Drug dealers created 'brands' to push crack and heroin sales in Stratford and Leamington
A CRIMINAL gang created two different brand names for its drug dealing operations in Stratford and Leamington, a court was told.
Class A drugs were moved out of Coventry to the two towns as part of an illegal operation that had been set up like a legitimate business.
But a Warwickshire Police operation led to gang members being convicted of conspiring to supply heroin and conspiring to supply crack cocaine.
Prosecutor Matthew Brook told the jury at Warwick Crown Court: “This case involves a county line which ran from Coventry, where many of the people you will hear about lived, to both Stratford-upon Avon and Leamington Spa.
“Drug dealing is a crime, but it’s also a business – and many of the ideas and principles ordinary businesses use, also apply to drug dealing businesses. Like legitimate businesses, it’s useful for a drugs business to have a brand name, so customers know which business they are dealing with, which business to contact for their daily fix and which business to recommend to fellow drug-users. The business in this case used two different brand names – the CJ line and the Kano line.”
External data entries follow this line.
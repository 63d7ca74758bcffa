//! Formfill API client.
//!
//! This crate talks to the form service that publishes forms and accepts
//! responses. It focuses on:
//!
//! - Constructing an HTTP client with sensible defaults
//! - Reading the base URL, token and timeout from the environment
//! - Validating `FORMFILL_API_BASE` for safety
//! - Fetching form definitions and page lists
//! - Posting multipart submissions with document attachments
//!
//! The engine depends on the [`FormService`] trait rather than on
//! [`FormsClient`] directly, so sessions can be driven against a fake service
//! in tests.

use std::env;
use std::time::Duration;

use anyhow::{Context, Result, anyhow};
use async_trait::async_trait;
use formfill_types::{FormDocument, Page, PageList, SubmissionPayload};
use reqwest::multipart::{Form as MultipartForm, Part};
use reqwest::{Client, Method, RequestBuilder, StatusCode, Url, header};
use serde::Deserialize;
use serde::de::DeserializeOwned;
use thiserror::Error;
use tracing::{debug, warn};

/// Environment variable holding the API base URL.
pub const API_BASE_ENV: &str = "FORMFILL_API_BASE";
/// Environment variable holding an optional bearer token.
pub const API_TOKEN_ENV: &str = "FORMFILL_API_TOKEN";
/// Environment variable overriding the request timeout, in seconds.
pub const HTTP_TIMEOUT_ENV: &str = "FORMFILL_HTTP_TIMEOUT_SECS";

/// Base URL used when `FORMFILL_API_BASE` is unset.
pub const DEFAULT_API_BASE: &str = "http://localhost:8000/api";
/// Request timeout used when `FORMFILL_HTTP_TIMEOUT_SECS` is unset.
pub const DEFAULT_TIMEOUT_SECS: u64 = 30;

/// Hostnames allowed for local development regardless of scheme.
const LOCALHOST_DOMAINS: &[&str] = &["localhost", "127.0.0.1"];

/// Failures talking to the form service.
///
/// Every variant is recoverable: callers surface a generic message and leave
/// local state untouched so the user can retry.
#[derive(Debug, Error)]
pub enum ApiError {
    /// The request never produced a response (DNS, connect, timeout, TLS).
    #[error("network error: {0}")]
    Transport(#[from] reqwest::Error),
    /// The service answered with a non-2xx status.
    #[error("HTTP {status}: {message}")]
    Status { status: u16, message: String },
    /// The body was empty or could not be parsed.
    #[error("malformed response: {0}")]
    Malformed(String),
    /// The service accepted the request but reported an error.
    #[error("submission rejected: {0}")]
    Rejected(String),
    /// The request payload could not be encoded.
    #[error("could not encode request: {0}")]
    Encoding(String),
}

/// Connection settings for [`FormsClient`].
#[derive(Debug, Clone, PartialEq, Eq)]
pub struct ClientConfig {
    pub base_url: String,
    pub api_token: Option<String>,
    pub timeout: Duration,
}

impl Default for ClientConfig {
    fn default() -> Self {
        Self {
            base_url: DEFAULT_API_BASE.to_string(),
            api_token: None,
            timeout: Duration::from_secs(DEFAULT_TIMEOUT_SECS),
        }
    }
}

impl ClientConfig {
    /// Read settings from `FORMFILL_API_BASE`, `FORMFILL_API_TOKEN` and
    /// `FORMFILL_HTTP_TIMEOUT_SECS`, falling back to defaults.
    pub fn from_env() -> Result<Self> {
        let mut config = Self::default();
        if let Ok(base_url) = env::var(API_BASE_ENV)
            && !base_url.trim().is_empty()
        {
            config.base_url = base_url.trim().to_string();
        }
        config.api_token = env::var(API_TOKEN_ENV).ok().filter(|token| !token.trim().is_empty());
        if let Ok(timeout) = env::var(HTTP_TIMEOUT_ENV) {
            let seconds = timeout
                .trim()
                .parse::<u64>()
                .with_context(|| format!("{} must be a whole number of seconds", HTTP_TIMEOUT_ENV))?;
            config.timeout = Duration::from_secs(seconds);
        }
        Ok(config)
    }

    /// Replace the base URL, keeping the other settings.
    pub fn with_base_url(mut self, base_url: impl Into<String>) -> Self {
        self.base_url = base_url.into();
        self
    }
}

/// Outcome reported by the submission endpoint.
#[derive(Debug, Clone, PartialEq, Eq, Default, Deserialize)]
pub struct SubmissionReceipt {
    #[serde(default)]
    pub ok: bool,
    #[serde(default)]
    pub error: Option<String>,
}

/// Remote collaborator consumed by the engine.
#[async_trait]
pub trait FormService: Send + Sync {
    /// Fetch the form's styling and field list.
    async fn fetch_form(&self, form_id: &str) -> Result<FormDocument, ApiError>;

    /// Fetch the form's page list.
    async fn fetch_pages(&self, form_id: &str) -> Result<Vec<Page>, ApiError>;

    /// Post a submission. `Ok` means the service acknowledged it.
    async fn submit(&self, payload: &SubmissionPayload) -> Result<SubmissionReceipt, ApiError>;
}

#[derive(Debug, Clone)]
/// Thin wrapper around a configured `reqwest::Client` for the form service.
pub struct FormsClient {
    pub base_url: Url,
    pub http: Client,
    pub user_agent: String,
}

impl FormsClient {
    /// Construct a client from explicit settings.
    ///
    /// Non-localhost hosts must use HTTPS.
    pub fn new(config: &ClientConfig) -> Result<Self> {
        let base_url = validate_base_url(&config.base_url)?;

        let mut default_headers = header::HeaderMap::new();
        if let Some(api_token) = &config.api_token {
            let authorization = header::HeaderValue::from_str(&format!("Bearer {}", api_token))
                .context("API token contains characters not allowed in a header")?;
            default_headers.insert(header::AUTHORIZATION, authorization);
        }
        default_headers.insert(header::ACCEPT, header::HeaderValue::from_static("application/json"));

        let http = Client::builder()
            .default_headers(default_headers)
            .timeout(config.timeout)
            .build()
            .context("build http client")?;

        Ok(Self {
            base_url,
            http,
            user_agent: format!("formfill/0.1; {}", env::consts::OS),
        })
    }

    /// Construct a client from the environment (see [`ClientConfig::from_env`]).
    pub fn from_env() -> Result<Self> {
        Self::new(&ClientConfig::from_env()?)
    }

    /// Build a request for the given path segments under the base URL.
    pub fn request(&self, method: Method, segments: &[&str]) -> RequestBuilder {
        let url = endpoint_url(&self.base_url, segments);
        debug!(%url, %method, "building request");

        self.http
            .request(method, url)
            .header(header::USER_AGENT, &self.user_agent)
    }

    async fn get_json<T: DeserializeOwned>(&self, segments: &[&str]) -> Result<T, ApiError> {
        let response = self.request(Method::GET, segments).send().await?;
        let status = response.status();
        let text = response.text().await?;
        parse_json_body(status, &text)
    }
}

#[async_trait]
impl FormService for FormsClient {
    async fn fetch_form(&self, form_id: &str) -> Result<FormDocument, ApiError> {
        self.get_json(&["forms", form_id]).await
    }

    async fn fetch_pages(&self, form_id: &str) -> Result<Vec<Page>, ApiError> {
        let list: PageList = self.get_json(&["forms", form_id, "pages"]).await?;
        Ok(list.pages)
    }

    async fn submit(&self, payload: &SubmissionPayload) -> Result<SubmissionReceipt, ApiError> {
        let form = build_multipart(payload)?;
        let response = self
            .request(Method::POST, &["forms", &payload.form_id, "responses"])
            .multipart(form)
            .send()
            .await?;
        let status = response.status();
        let text = response.text().await?;
        let receipt: SubmissionReceipt = parse_json_body(status, &text)?;

        match (&receipt.error, receipt.ok) {
            (Some(message), _) => Err(ApiError::Rejected(message.clone())),
            (None, false) => Err(ApiError::Rejected("service did not acknowledge the submission".into())),
            (None, true) => Ok(receipt),
        }
    }
}

/// Assemble the multipart body: `form_id`, `responses` and one
/// `document_<fieldId>` part per attachment.
pub fn build_multipart(payload: &SubmissionPayload) -> Result<MultipartForm, ApiError> {
    let responses = payload
        .responses_json()
        .map_err(|error| ApiError::Encoding(error.to_string()))?;
    let mut form = MultipartForm::new()
        .text("form_id", payload.form_id.clone())
        .text("responses", responses);

    for document in &payload.documents {
        let mut part = Part::bytes(document.bytes.clone()).file_name(document.file_name.clone());
        if !document.mime_type.trim().is_empty() {
            part = part
                .mime_str(&document.mime_type)
                .map_err(|error| ApiError::Encoding(format!("invalid mime type '{}': {}", document.mime_type, error)))?;
        }
        form = form.part(document.part_name(), part);
    }
    Ok(form)
}

/// Join path segments onto the base URL, percent-encoding each segment.
pub fn endpoint_url(base_url: &Url, segments: &[&str]) -> Url {
    let mut url = base_url.clone();
    if let Ok(mut path) = url.path_segments_mut() {
        path.pop_if_empty();
        path.extend(segments);
    }
    url
}

/// Interpret a response body, mapping non-2xx, empty and unparseable bodies
/// to [`ApiError`].
pub fn parse_json_body<T: DeserializeOwned>(status: StatusCode, text: &str) -> Result<T, ApiError> {
    if !status.is_success() {
        let message = serde_json::from_str::<SubmissionReceipt>(text)
            .ok()
            .and_then(|body| body.error)
            .unwrap_or_else(|| text.trim().to_string());
        warn!(status = status.as_u16(), %message, "form service returned an error status");
        return Err(ApiError::Status {
            status: status.as_u16(),
            message,
        });
    }

    if text.trim().is_empty() {
        return Err(ApiError::Malformed("empty response body".into()));
    }

    serde_json::from_str(text).map_err(|error| ApiError::Malformed(error.to_string()))
}

/// Validate that a base URL is acceptable for use by the client.
///
/// Rules:
/// - `localhost` or `127.0.0.1`: any scheme is allowed
/// - otherwise: scheme must be HTTPS
pub fn validate_base_url(base: &str) -> Result<Url> {
    let parsed_base_url = Url::parse(base).map_err(|e| anyhow!("Invalid {} URL '{}': {}", API_BASE_ENV, base, e))?;

    let host_name = parsed_base_url
        .host_str()
        .ok_or_else(|| anyhow!("{} must include a host", API_BASE_ENV))?;

    if LOCALHOST_DOMAINS
        .iter()
        .any(|&allowed| host_name.eq_ignore_ascii_case(allowed))
    {
        return Ok(parsed_base_url);
    }

    if parsed_base_url.scheme() != "https" {
        return Err(anyhow!(
            "{} must use https for non-localhost hosts; got '{}://'",
            API_BASE_ENV,
            parsed_base_url.scheme()
        ));
    }

    Ok(parsed_base_url)
}

#[cfg(test)]
mod tests {
    use super::*;
    use formfill_types::{DocumentPart, FieldId};
    use serde_json::json;

    #[test]
    fn localhost_accepts_plain_http() {
        assert!(validate_base_url("http://localhost:8000/api").is_ok());
        assert!(validate_base_url("http://127.0.0.1").is_ok());
    }

    #[test]
    fn remote_hosts_require_https() {
        assert!(validate_base_url("http://forms.example.com").is_err());
        assert!(validate_base_url("https://forms.example.com/api").is_ok());
        assert!(validate_base_url("not a url").is_err());
    }

    #[test]
    fn endpoint_url_appends_encoded_segments() {
        let base = Url::parse("https://forms.example.com/api/").unwrap();
        let url = endpoint_url(&base, &["forms", "a b", "pages"]);
        assert_eq!(url.as_str(), "https://forms.example.com/api/forms/a%20b/pages");
    }

    #[test]
    fn parse_body_maps_status_errors() {
        let result: Result<PageList, ApiError> =
            parse_json_body(StatusCode::INTERNAL_SERVER_ERROR, r#"{"error":"database unavailable"}"#);
        match result {
            Err(ApiError::Status { status, message }) => {
                assert_eq!(status, 500);
                assert_eq!(message, "database unavailable");
            }
            other => panic!("expected status error, got {:?}", other),
        }
    }

    #[test]
    fn parse_body_treats_empty_and_garbage_as_malformed() {
        let empty: Result<PageList, ApiError> = parse_json_body(StatusCode::OK, "  ");
        assert!(matches!(empty, Err(ApiError::Malformed(_))));

        let garbage: Result<PageList, ApiError> = parse_json_body(StatusCode::OK, "<html>");
        assert!(matches!(garbage, Err(ApiError::Malformed(_))));
    }

    #[test]
    fn parse_body_reads_page_list() {
        let pages: PageList = parse_json_body(StatusCode::OK, r#"{"pages":[{"id":1,"sort_order":2}]}"#).unwrap();
        assert_eq!(pages.pages.len(), 1);
        assert_eq!(pages.pages[0].sort_order, 2);
    }

    #[test]
    fn multipart_rejects_invalid_mime_type() {
        let mut payload = SubmissionPayload {
            form_id: "1".into(),
            ..SubmissionPayload::default()
        };
        payload.responses.insert(FieldId::from("2"), json!("hello"));
        payload.documents.push(DocumentPart {
            field_id: FieldId::from("3"),
            file_name: "cv.pdf".into(),
            mime_type: "not a mime".into(),
            bytes: vec![1, 2, 3],
        });

        assert!(matches!(build_multipart(&payload), Err(ApiError::Encoding(_))));
    }

    #[test]
    fn config_reads_environment() {
        temp_env::with_vars(
            [
                (API_BASE_ENV, Some("https://forms.example.com/api")),
                (API_TOKEN_ENV, Some("secret")),
                (HTTP_TIMEOUT_ENV, Some("5")),
            ],
            || {
                let config = ClientConfig::from_env().unwrap();
                assert_eq!(config.base_url, "https://forms.example.com/api");
                assert_eq!(config.api_token.as_deref(), Some("secret"));
                assert_eq!(config.timeout, Duration::from_secs(5));
            },
        );
    }

    #[test]
    fn config_rejects_non_numeric_timeout() {
        temp_env::with_var(HTTP_TIMEOUT_ENV, Some("soon"), || {
            assert!(ClientConfig::from_env().is_err());
        });
    }
}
Both brands had their own telephone lines, which were also used to send out ‘advertising messages’.
Four men arrested all denied the charges. One, Jordan Hill, 30, of Constance Road, Birmingham, changed his pleas to guilty as the trial was about to begin. Paul Walker, 20, of Roseberry Avenue, Coventry, and Lewis Kerr, 29, of Westminster Road, Coventry were both found guilty. Karl Wheeler, 30, of Drayton Avenue, Stratford, was found not guilty of both charges.
However, Mr Brook said other gang members were also involved and arrested.
- In January 2019, Levi Pollard-Merson, 28, of Widdecombe Close, Coventry, was arrested at an address in Christie Way, Stratford. He was caught next to 36 wraps of crack cocaine and 33 wraps of heroin worth £10 each. He admitted the charges.
- In May 2019, Gary Brown, of Winston Avenue, Coventry, was arrested behind Stratford Leisure Centre and found with 49 wraps of heroin and 98 of crack. Brown was working for Pollard-Merson on the CJ line.
- In October 2019, Brown was arrested again after he crashed a car as he tried to get away from police in Leamington. He had two wraps of heroin and £400 in cash.
- The following month Pollard-Merson drove to Leamington with Jordan Hill and were arrested after the police used a stinger to stop their car. In the road near to the car was a Kano line phone and 180 wraps of class A drugs. Hill denied knowing anything about the drugs, but Mr Brook pointed out that in 2018 he had been convicted at Exeter Crown Court of being involved in another ‘county lines’ operation.
- In December 2018 Kieron Hill met two men in an alleyway and was handed £20 before they noticed the police and made of. Later that evening, he left an address in Carew Close, Stratford, and got into a taxi, which was stopped, and he had more than £890 in cash on him and, between his buttocks, a bag containing 33 wraps of heroin and 17 of crack.
- In January last year Kieron Hill was found on a canal towpath in Stratford and, again between his buttocks, he had a package of 31 wraps of crack and ten of heroin.
- The next month a Seat Leon driven by Kerr pulled onto the Fisherman’s car park on the outskirts of Stratford, and he and his passenger Nell Desnousse, who has pleaded guilty, were arrested. No drugs were found on Kerr, but Desnousse had 80 wraps of crack and 49 of heroin.
- In June last year Wheeler left his Drayton Avenue home and cycled to an alleyway where the police suspected he was involved in a drug deal, and he was detained. However, Wheeler said his contact with the CJ Line was to purchase drugs, funded by busking, begging and from benefit payments.
- On 15th June the police stopped a silver Astra on the A46 near Warwick, and Pollard-Merson, who was driving, had £270 on him, while his passenger, Walker, had more than £1,300 and a phone with the Kano Line number on it. Walker claimed the money was to pay for flowers and a headstone for his father who had passed away two weeks earlier.
- After the jury’s verdicts, Judge Peter Cooke adjourned the case for reports to be prepared.